Пан Конецпольский выслушал его с небрежной холодностью и затем спросил:
– Что же пану Зиновию от меня угодно?
– Я надеюсь на защиту и поддержку пана старосты, – повторил Хмельницкий.
– Прошу извинения, – возразил староста, – я не судья и не могу разбирать тяжебных дел. Не имею на то никакого права, – прибавил он внушительно.
– Но, ведь, пан староста лучше чем кто-либо знает, что этот участок дарован отцу моему и мне, что я немало положил в него труда и что все, что там находится, есть моя неотъемлемая собственность.
– Я повторяю пану Хмельницкому, – с некоторым раздражением возразил староста, – я тут ничего не могу сделать, пану следует обратиться в суд и представить свои доказательства на владение.
– Пан староста знает, что у меня форменных документов нет.
– Это уж не мое дело! – небрежно ответил староста. – Пану Зиновию следовало позаботиться об этом. Мне очень жаль, – сказал он, вставая, –что пана постигла такая большая неприятность, но опять-таки повторяю, я тут ни при чем и даже не желаю вмешиваться в такое щекотливое дело.
– Итак, все мои заслуги и заслуги отца моего забыты, – с горечью проговорил Хмельницкий, тоже вставая.
– Пан Хмельницкий, – строго возразил староста, – пользовался своим хутором довольно долго и сам виноват, что не позаботился упрочить его за собой еще в то время, когда ему доверяли. Теперь же о нем ходят темные слухи, в чем конечно, виноват он сам.
Хмельницкий оставил старосту и отправился в земский поветовый суд.
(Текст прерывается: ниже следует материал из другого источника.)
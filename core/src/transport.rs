//! Network transport seam.
//!
//! # Design
//! `HttpClient` never talks to the network itself. A `Transport` executes the
//! plain-data `HttpRequest` it builds and returns either a buffered
//! `HttpResponse` or a `StreamResponse`. Status codes are returned as data,
//! never as errors, so envelope interpretation stays in one place.
//! `ReqwestTransport` is the production implementation; tests script their own.

use async_trait::async_trait;
use futures::StreamExt;

use crate::error::ApiError;
use crate::http::{HttpMethod, HttpRequest, HttpResponse, StreamResponse};

#[async_trait]
pub trait Transport: Send + Sync {
    /// Execute `request` and buffer the whole body.
    async fn send(&self, request: HttpRequest) -> Result<HttpResponse, ApiError>;

    /// Execute `request` and hand back the body as it arrives.
    async fn open_stream(&self, request: HttpRequest) -> Result<StreamResponse, ApiError>;
}

/// `Transport` backed by a shared `reqwest::Client`.
#[derive(Debug, Clone, Default)]
pub struct ReqwestTransport {
    client: reqwest::Client,
}

impl ReqwestTransport {
    pub fn new() -> Self {
        Self::default()
    }

    pub fn with_client(client: reqwest::Client) -> Self {
        Self { client }
    }

    async fn execute(&self, request: HttpRequest) -> Result<reqwest::Response, ApiError> {
        let mut builder = self.client.request(method(request.method), &request.path);
        for (name, value) in &request.headers {
            builder = builder.header(name.as_str(), value.as_str());
        }
        if let Some(body) = request.body {
            builder = builder.body(body);
        }
        builder.send().await.map_err(network)
    }
}

#[async_trait]
impl Transport for ReqwestTransport {
    async fn send(&self, request: HttpRequest) -> Result<HttpResponse, ApiError> {
        let response = self.execute(request).await?;
        let status = response.status().as_u16();
        let body = response.text().await.map_err(network)?;
        Ok(HttpResponse { status, body })
    }

    async fn open_stream(&self, request: HttpRequest) -> Result<StreamResponse, ApiError> {
        let response = self.execute(request).await?;
        let status = response.status().as_u16();
        let body = response
            .bytes_stream()
            .map(|chunk| chunk.map_err(network))
            .boxed();
        Ok(StreamResponse {
            status,
            body: Some(body),
        })
    }
}

fn method(method: HttpMethod) -> reqwest::Method {
    match method {
        HttpMethod::Get => reqwest::Method::GET,
        HttpMethod::Delete => reqwest::Method::DELETE,
        HttpMethod::Post => reqwest::Method::POST,
        HttpMethod::Patch => reqwest::Method::PATCH,
    }
}

fn network(err: reqwest::Error) -> ApiError {
    ApiError::Network(err.to_string())
}
use tokio::net::TcpListener;
use tracing_subscriber::EnvFilter;

#[tokio::main]
async fn main() -> Result<(), std::io::Error> {
    tracing_subscriber::fmt()
        .with_env_filter(EnvFilter::try_from_default_env().unwrap_or_else(|_| EnvFilter::new("info")))
        .init();

    let port = std::env::var("PORT").unwrap_or_else(|_| "3000".to_string());
    let addr = format!("127.0.0.1:{port}");
    let listener = TcpListener::bind(&addr).await?;
    tracing::info!(%addr, "listening");
    mock_server::run(listener).await
}
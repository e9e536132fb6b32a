//! Tests for bigram collocation ranking

extern crate collocations;

use collocations::collocations::{
  rank, AssociationMeasure, BigramCollocationFinder, CollocationParameters, WordFilter,
};
use collocations::errors::Error;

fn tokens(text: &str) -> Vec<String> { text.split_whitespace().map(String::from).collect() }

fn bigram(first: &str, second: &str) -> (String, String) { (first.to_string(), second.to_string()) }

fn sample_sequences() -> Vec<Vec<String>> {
  vec![
    tokens("the cat sat on the mat the cat ran"),
    tokens("a b a b a c"),
    tokens("of the cat sat of the dog ran the of cow the new york of a the dog of the new york cat the of"),
    tokens("x x x x y x y"),
  ]
}

#[test]
fn short_sequences_rank_nothing() {
  let english = WordFilter::english();
  let exclude = |word: &str| english.excludes(word);
  for sequence in &[tokens(""), tokens("lonely")] {
    for measure in AssociationMeasure::ALL.iter() {
      assert!(rank(sequence, None, *measure, 10).unwrap().is_empty());
      assert!(rank(sequence, Some(&exclude), *measure, 10).unwrap().is_empty());
    }
  }
}

#[test]
fn filtered_cat_scenario() {
  let sequence = tokens("the cat sat on the mat the cat ran");
  let exclude = |word: &str| word == "the" || word == "on";
  let ranked = rank(&sequence, Some(&exclude), AssociationMeasure::RawFreq, 2).unwrap();
  assert_eq!(
    ranked,
    vec![(bigram("cat", "sat"), 1.0), (bigram("cat", "ran"), 1.0)]
  );

  // the stopword list plus minimum length does the same job
  let english = WordFilter::english();
  let exclude = |word: &str| english.excludes(word);
  let ranked = rank(&sequence, Some(&exclude), AssociationMeasure::RawFreq, 10).unwrap();
  let bigrams: Vec<_> = ranked.into_iter().map(|(bigram, _)| bigram).collect();
  assert_eq!(bigrams, vec![bigram("cat", "sat"), bigram("cat", "ran")]);
}

#[test]
fn most_frequent_pair_wins_ties_by_first_occurrence() {
  let sequence = tokens("a b a b a c");
  let ranked = rank(&sequence, None, AssociationMeasure::RawFreq, 1).unwrap();
  assert_eq!(ranked, vec![(bigram("a", "b"), 2.0)]);

  let all = rank(&sequence, None, AssociationMeasure::RawFreq, 10).unwrap();
  assert_eq!(
    all,
    vec![
      (bigram("a", "b"), 2.0),
      (bigram("b", "a"), 2.0),
      (bigram("a", "c"), 1.0),
    ]
  );
}

#[test]
fn zero_results_requested() {
  for sequence in sample_sequences() {
    for measure in AssociationMeasure::ALL.iter() {
      assert!(rank(&sequence, None, *measure, 0).unwrap().is_empty());
    }
  }
}

#[test]
fn negative_count_is_invalid() {
  for sequence in sample_sequences() {
    match rank(&sequence, None, AssociationMeasure::LikelihoodRatio, -1) {
      Err(Error::InvalidArgument(_)) => {},
      other => panic!("expected an invalid argument error, got {:?}", other),
    }
  }
}

#[test]
fn empty_tokens_are_counted_like_any_other() {
  let sequence = vec!["a", "", "b"];
  let ranked = rank(&sequence, None, AssociationMeasure::RawFreq, 5).unwrap();
  assert_eq!(ranked, vec![(bigram("a", ""), 1.0), (bigram("", "b"), 1.0)]);
}

#[test]
fn chi_square_uses_the_pair_count() {
  let sequence = tokens("a a");
  let ranked = rank(&sequence, None, AssociationMeasure::ChiSq, 5).unwrap();
  assert_eq!(ranked.len(), 1);
  assert_eq!(ranked[0].0, bigram("a", "a"));
  assert!((ranked[0].1 - 0.25).abs() < 1e-9, "got {}", ranked[0].1);
}

#[test]
fn failing_token_source_is_invalid_input() {
  let source: Vec<Result<&str, String>> = vec![Ok("a"), Ok("b"), Err("stream closed".to_string())];
  match BigramCollocationFinder::try_from_words(source) {
    Err(Error::InvalidInput(info)) => assert!(info.contains("stream closed"), "got {}", info),
    other => panic!("expected an invalid input error, got {:?}", other),
  }
}

#[test]
fn truncation_is_a_prefix() {
  for sequence in sample_sequences() {
    for measure in AssociationMeasure::ALL.iter() {
      let full = rank(&sequence, None, *measure, 1000).unwrap();
      for n in 0..=full.len() + 1 {
        let partial = rank(&sequence, None, *measure, n as isize).unwrap();
        assert_eq!(partial.len(), n.min(full.len()));
        assert_eq!(&full[..partial.len()], &partial[..], "{} with n={}", measure, n);
      }
    }
  }
}

#[test]
fn raw_frequency_scores_are_counts() {
  for sequence in sample_sequences() {
    let finder = BigramCollocationFinder::from_words(&sequence);
    let ranked = rank(&sequence, None, AssociationMeasure::RawFreq, 1000).unwrap();
    assert_eq!(ranked.len(), finder.candidate_count());
    for ((first, second), score) in ranked.iter() {
      assert_eq!(*score, finder.bigram_frequency(first, second) as f64);
    }
    for pair in ranked.windows(2) {
      assert!(pair[0].1 >= pair[1].1, "raw frequency order is non-increasing");
    }
  }
}

#[test]
fn filtered_words_never_appear() {
  let exclude = |word: &str| word == "the" || word == "x" || word == "a";
  for sequence in sample_sequences() {
    for measure in AssociationMeasure::ALL.iter() {
      for ((first, second), _) in rank(&sequence, Some(&exclude), *measure, 1000).unwrap() {
        assert!(
          !exclude(first.as_str()) && !exclude(second.as_str()),
          "{} {} survived",
          first,
          second
        );
      }
    }
  }
}

#[test]
fn ranking_is_deterministic() {
  for sequence in sample_sequences() {
    for measure in AssociationMeasure::ALL.iter() {
      assert_eq!(
        rank(&sequence, None, *measure, 50).unwrap(),
        rank(&sequence, None, *measure, 50).unwrap()
      );
    }
  }
}

#[test]
fn filtering_keeps_the_counts() {
  let sequence = tokens("the cat sat on the mat the cat ran");
  let mut finder = BigramCollocationFinder::from_words(&sequence);
  assert_eq!(finder.word_count(), 9);
  assert_eq!(finder.bigram_count(), 8);
  assert_eq!(finder.candidate_count(), 7);
  finder.apply_word_filter(|word| word == "the");
  assert_eq!(finder.candidate_count(), 3);
  assert_eq!(finder.unigram_frequency("the"), 3);
  assert_eq!(finder.bigram_frequency("the", "cat"), 2);
  assert_eq!(finder.word_count(), 9);
  assert_eq!(finder.bigram_count(), 8);
}

#[test]
fn likelihood_ratio_prefers_surprising_pairs() {
  let sequence = sample_sequences().remove(2);
  let finder = BigramCollocationFinder::from_words(&sequence);
  assert_eq!(finder.nbest(AssociationMeasure::RawFreq, 1), vec![bigram("of", "the")]);
  assert_eq!(
    finder.nbest(AssociationMeasure::LikelihoodRatio, 1),
    vec![bigram("new", "york")]
  );
  let scored = finder.score_ngrams(AssociationMeasure::LikelihoodRatio);
  let score_of = |first: &str, second: &str| {
    scored
      .iter()
      .find(|(bigram, _)| bigram.0 == first && bigram.1 == second)
      .map(|(_, score)| *score)
      .unwrap()
  };
  assert!((score_of("new", "york") - 13.768_127).abs() < 1e-5);
  assert!(score_of("new", "york") > score_of("of", "the"));
}

#[test]
fn frequency_and_ngram_filters() {
  let sequence = sample_sequences().remove(2);
  let mut finder = BigramCollocationFinder::from_words(&sequence);
  finder.apply_freq_filter(2);
  let survivors = finder.nbest(AssociationMeasure::RawFreq, 100);
  assert!(survivors
    .iter()
    .all(|(first, second)| finder.bigram_frequency(first, second) >= 2));
  assert_eq!(
    survivors,
    vec![
      bigram("of", "the"),
      bigram("the", "dog"),
      bigram("the", "of"),
      bigram("the", "new"),
      bigram("new", "york"),
    ]
  );
  finder.apply_ngram_filter(|first, _| first == "the");
  assert_eq!(
    finder.nbest(AssociationMeasure::RawFreq, 100),
    vec![bigram("of", "the"), bigram("new", "york")]
  );
}

#[test]
fn above_score_threshold() {
  let sequence = sample_sequences().remove(2);
  let finder = BigramCollocationFinder::from_words(&sequence);
  assert_eq!(
    finder.above_score(AssociationMeasure::RawFreq, 2.0),
    vec![bigram("of", "the")]
  );
  assert_eq!(
    finder.above_score(AssociationMeasure::LikelihoodRatio, 10.0),
    vec![bigram("new", "york")]
  );
  assert!(finder
    .above_score(AssociationMeasure::LikelihoodRatio, 1000.0)
    .is_empty());
}

#[test]
fn default_parameters() {
  let parameters = CollocationParameters::default();
  assert_eq!(
    parameters.measures,
    vec![AssociationMeasure::LikelihoodRatio, AssociationMeasure::RawFreq]
  );
  assert_eq!(parameters.top, 20);
  let filter = parameters.word_filter();
  assert!(filter.excludes("the"));
  assert!(filter.excludes("ox"));
  assert!(!filter.excludes("cat"));

  let unfiltered = CollocationParameters::unfiltered().word_filter();
  assert!(!unfiltered.excludes("the"));
  assert!(!unfiltered.excludes("ox"));

  let extra = CollocationParameters {
    extra_stopwords: vec!["cat".to_string()],
    ..CollocationParameters::default()
  };
  assert!(extra.word_filter().excludes("cat"));
}
//! Word-level filters deciding which tokens keep a bigram out of the ranking
use std::collections::HashSet;

use crate::stopwords;

/// Excludes tokens that are too short or listed as stopwords
#[derive(Debug, Clone, Default)]
pub struct WordFilter {
  /// tokens with fewer characters than this are excluded
  pub min_length: usize,
  /// tokens in this set are excluded
  pub stopwords: HashSet<String>,
}

impl WordFilter {
  /// A filter that excludes nothing
  pub fn none() -> Self { WordFilter::default() }

  /// Tokens shorter than 3 characters, and the English stopwords
  pub fn english() -> Self {
    WordFilter {
      min_length: 3,
      stopwords: stopwords::load().into_iter().map(String::from).collect(),
    }
  }

  /// Also exclude the given words
  pub fn with_stopwords<I, S>(mut self, words: I) -> Self
  where
    I: IntoIterator<Item = S>,
    S: Into<String>,
  {
    self.stopwords.extend(words.into_iter().map(Into::into));
    self
  }

  /// true if `word` must be excluded
  pub fn excludes(&self, word: &str) -> bool {
    (self.min_length > 0 && word.chars().count() < self.min_length) || self.stopwords.contains(word)
  }
}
Там за большим столом заседал судья, а за другим поменьше сидел его помощник подсудок, в светлом кафтане, опоясанном широким кушаком и в длинном алом кунтуше с заброшенными за спину рукавами. Хмельницкого не сразу впустили к этим двум вершителям судеб, а сперва он должен был обратиться к земскому писарю. Писарь внимательно выслушал его дело и отправился с докладом. Через несколько времени Хмельницкого пригласили к судье, и тот, уже знакомый с делом из доклада писаря, предложил ему вопросы. Он тоже поставил ему на вид, что без форменных документов вряд ли удастся ему сохранить свои права на владение хутором.